The European Commission is investigating Valve and five other major PC game publishers for allegedly breaching EU competition rules.
The group is concerned that Valve, Bandai Namco, Capcom, Focus Home, Koch Media, and ZeniMax have all treated consumers unfairly by geo-blocking games to prevent cross-border sales from other EU countries.
While the fact six major companies are under investigation is notable news in itself, if the Commission eventually finds sufficient evidence of infringement, it could fine offending parties up to 10 percent of their annual worldwide turnover.
As it stands, the Commission claims each company agreed to use region-specific activation keys to deny EU consumers the benefits of the Digital Single Market, which lets them shop around EU member states to find the most attractive offer.

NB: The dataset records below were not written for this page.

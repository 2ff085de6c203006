//! Whole-dataset invariant checks run before anything is written.
//!
//! Every check returns the first violation it finds as a
//! [`GenerateError::Invariant`] naming the table and record.

use std::collections::{BTreeMap, BTreeSet};

use chrono::{NaiveDateTime, NaiveTime};
use geo::{Area as _, Contains as _};
use streetlights_entity_models::{
    DemographicsEnrichment, MaintenanceRequest, Neighborhood, PowerGridEnrichment, Season,
    StreetLight, Supplier, UrbanClassification, WeatherEnrichment,
};
use streetlights_spatial::{BoundingRegion, is_simple};

use crate::config::{POPULATION_CEILING, POPULATION_FLOOR};
use crate::enrichment::risk_in_band;
use crate::{GenerateError, PipelineContext, Stage};

fn violation(table: &str, id: &str, message: impl std::fmt::Display) -> GenerateError {
    GenerateError::invariant(Stage::Validation, format!("{table} {id}: {message}"))
}

fn unique<'a>(
    table: &str,
    field: &str,
    values: impl IntoIterator<Item = &'a str>,
) -> Result<BTreeSet<&'a str>, GenerateError> {
    let mut seen = BTreeSet::new();
    for value in values {
        if !seen.insert(value) {
            return Err(violation(table, value, format!("duplicate {field}")));
        }
    }
    Ok(seen)
}

/// Unique ids and names, population range, and boundary shape.
///
/// # Errors
///
/// Returns the first violation found.
pub fn neighborhoods(neighborhoods: &[Neighborhood]) -> Result<(), GenerateError> {
    const TABLE: &str = "neighborhoods";
    unique(TABLE, "neighborhood_id", neighborhoods.iter().map(|n| n.id.as_str()))?;
    unique(TABLE, "name", neighborhoods.iter().map(|n| n.name.as_str()))?;

    for n in neighborhoods {
        if !(POPULATION_FLOOR..=POPULATION_CEILING).contains(&n.population) {
            return Err(violation(TABLE, &n.id, format!("population {}", n.population)));
        }
        let ring = &n.boundary.exterior().0;
        if ring.len() < 4 || ring.first() != ring.last() {
            return Err(violation(TABLE, &n.id, "boundary ring is not closed"));
        }
        if !is_simple(&n.boundary) {
            return Err(violation(TABLE, &n.id, "boundary self-intersects"));
        }
        if n.boundary.unsigned_area() <= 0.0 {
            return Err(violation(TABLE, &n.id, "boundary has zero area"));
        }
    }
    Ok(())
}

/// Containment, neighborhood references, and asset dates.
///
/// # Errors
///
/// Returns the first violation found.
pub fn street_lights(
    lights: &[StreetLight],
    neighborhoods: &[Neighborhood],
    now: NaiveDateTime,
) -> Result<(), GenerateError> {
    const TABLE: &str = "street_lights";
    unique(TABLE, "light_id", lights.iter().map(|l| l.id.as_str()))?;

    let by_id: BTreeMap<&str, &Neighborhood> =
        neighborhoods.iter().map(|n| (n.id.as_str(), n)).collect();

    for light in lights {
        let Some(nbhd) = by_id.get(light.neighborhood_id.as_str()) else {
            return Err(violation(
                TABLE,
                &light.id,
                format!("unknown neighborhood {}", light.neighborhood_id),
            ));
        };
        if !nbhd.boundary.contains(&light.location) {
            return Err(violation(
                TABLE,
                &light.id,
                format!("location is outside {}", nbhd.id),
            ));
        }
        if light.installation_date > now.date() {
            return Err(violation(TABLE, &light.id, "installed in the future"));
        }
        if light.last_maintenance < light.installation_date.and_time(NaiveTime::MIN) {
            return Err(violation(TABLE, &light.id, "maintained before installation"));
        }
        if light.last_maintenance > now {
            return Err(violation(TABLE, &light.id, "maintained in the future"));
        }
    }
    Ok(())
}

/// Unique ids and names, numeric ranges, and depot placement.
///
/// # Errors
///
/// Returns the first violation found.
pub fn suppliers(suppliers: &[Supplier], region: &BoundingRegion) -> Result<(), GenerateError> {
    const TABLE: &str = "suppliers";
    unique(TABLE, "supplier_id", suppliers.iter().map(|s| s.id.as_str()))?;
    unique(TABLE, "name", suppliers.iter().map(|s| s.name.as_str()))?;

    for s in suppliers {
        if !(5.0..=15.0).contains(&s.service_radius_km) {
            return Err(violation(TABLE, &s.id, "service radius out of range"));
        }
        if !(2.0..=8.0).contains(&s.avg_response_hours) {
            return Err(violation(TABLE, &s.id, "response hours out of range"));
        }
        if !region.contains(s.location) {
            return Err(violation(TABLE, &s.id, "depot outside the region"));
        }
    }
    Ok(())
}

/// Light references and report/resolution ordering.
///
/// # Errors
///
/// Returns the first violation found.
pub fn maintenance(
    requests: &[MaintenanceRequest],
    lights: &[StreetLight],
    now: NaiveDateTime,
) -> Result<(), GenerateError> {
    const TABLE: &str = "maintenance_requests";
    unique(TABLE, "request_id", requests.iter().map(|r| r.id.as_str()))?;
    let light_ids: BTreeSet<&str> = lights.iter().map(|l| l.id.as_str()).collect();

    for r in requests {
        if !light_ids.contains(r.light_id.as_str()) {
            return Err(violation(TABLE, &r.id, format!("unknown light {}", r.light_id)));
        }
        if r.reported_at > now {
            return Err(violation(TABLE, &r.id, "reported in the future"));
        }
        if let Some(resolved) = r.resolved_at {
            if resolved < r.reported_at {
                return Err(violation(TABLE, &r.id, "resolved before it was reported"));
            }
            if resolved > now {
                return Err(violation(TABLE, &r.id, "resolved in the future"));
            }
        }
    }
    Ok(())
}

/// One row per light and season, risk bands, and references.
///
/// # Errors
///
/// Returns the first violation found.
pub fn weather(rows: &[WeatherEnrichment], lights: &[StreetLight]) -> Result<(), GenerateError> {
    const TABLE: &str = "weather_enrichment";
    let mut seasons: BTreeMap<&str, BTreeSet<Season>> =
        lights.iter().map(|l| (l.id.as_str(), BTreeSet::new())).collect();

    for row in rows {
        let Some(seen) = seasons.get_mut(row.light_id.as_str()) else {
            return Err(violation(TABLE, &row.light_id, "unknown light"));
        };
        if !seen.insert(row.season) {
            return Err(violation(
                TABLE,
                &row.light_id,
                format!("duplicate {} row", row.season),
            ));
        }
        if !risk_in_band(row.season, row.failure_risk_score) {
            return Err(violation(
                TABLE,
                &row.light_id,
                format!(
                    "{} risk {} outside its band",
                    row.season, row.failure_risk_score
                ),
            ));
        }
    }

    if let Some((id, _)) = seasons
        .iter()
        .find(|(_, seen)| seen.len() != Season::all().len())
    {
        return Err(violation(TABLE, id, "missing seasonal rows"));
    }
    Ok(())
}

/// One row per neighborhood with a consistent classification.
///
/// # Errors
///
/// Returns the first violation found.
pub fn demographics(
    rows: &[DemographicsEnrichment],
    neighborhoods: &[Neighborhood],
) -> Result<(), GenerateError> {
    const TABLE: &str = "demographics_enrichment";
    let covered = unique(TABLE, "neighborhood_id", rows.iter().map(|r| r.neighborhood_id.as_str()))?;
    let expected: BTreeSet<&str> = neighborhoods.iter().map(|n| n.id.as_str()).collect();
    if let Some(id) = expected.symmetric_difference(&covered).next() {
        return Err(violation(TABLE, id, "row count does not match neighborhoods"));
    }

    for row in rows {
        if !(1_000.0..=20_000.0).contains(&row.population_density) {
            return Err(violation(TABLE, &row.neighborhood_id, "density out of range"));
        }
        if row.urban_classification != UrbanClassification::from_density(row.population_density) {
            return Err(violation(
                TABLE,
                &row.neighborhood_id,
                "classification disagrees with density",
            ));
        }
    }
    Ok(())
}

/// One row per light with load and outage ranges.
///
/// # Errors
///
/// Returns the first violation found.
pub fn power_grid(rows: &[PowerGridEnrichment], lights: &[StreetLight]) -> Result<(), GenerateError> {
    const TABLE: &str = "power_grid_enrichment";
    let covered = unique(TABLE, "light_id", rows.iter().map(|r| r.light_id.as_str()))?;
    let expected: BTreeSet<&str> = lights.iter().map(|l| l.id.as_str()).collect();
    if let Some(id) = expected.symmetric_difference(&covered).next() {
        return Err(violation(TABLE, id, "row count does not match street lights"));
    }

    for row in rows {
        if !(60.0..=95.0).contains(&row.avg_load_percent) {
            return Err(violation(TABLE, &row.light_id, "load out of range"));
        }
        if row.outage_history_count > 5 {
            return Err(violation(TABLE, &row.light_id, "outage count out of range"));
        }
    }
    Ok(())
}

/// Runs every check over the sets held by `ctx`.
///
/// Tables that were not generated in this run (empty sets) are skipped.
///
/// # Errors
///
/// Returns the first violation found.
pub fn dataset(ctx: &PipelineContext) -> Result<(), GenerateError> {
    let now = ctx.reference_time();
    neighborhoods(&ctx.neighborhoods)?;
    street_lights(&ctx.street_lights, &ctx.neighborhoods, now)?;
    suppliers(&ctx.suppliers, &ctx.config().region)?;
    maintenance(&ctx.maintenance_requests, &ctx.street_lights, now)?;
    if !ctx.weather.is_empty() {
        weather(&ctx.weather, &ctx.street_lights)?;
    }
    if !ctx.demographics.is_empty() {
        demographics(&ctx.demographics, &ctx.neighborhoods)?;
    }
    if !ctx.power_grid.is_empty() {
        power_grid(&ctx.power_grid, &ctx.street_lights)?;
    }
    log::info!("Dataset passed validation");
    Ok(())
}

The group's preliminary view is that all six entered into bilateral agreements to prevent consumers from purchasing and using PC video games anywhere but their country of residence, thereby breaching EU antitrust rules.
"In a true Digital Single Market, European consumers should have the right to buy and play video games of their choice regardless of where they live in the EU," commented Commissioner Margrethe Vestager, who's in charge of competition policy. "Consumers should not be prevented from shopping around between Member States to find the best available deal."
Now that the Commission has informed each company about its concerns with a Statement of Objections, all six will have a chance to examine the case, reply in writing, and request an oral hearing to present a defense.
There's no legal deadline for the Commission to compete its investigations, so the process could last some time, but it's a situation that's well worth keeping an eye on.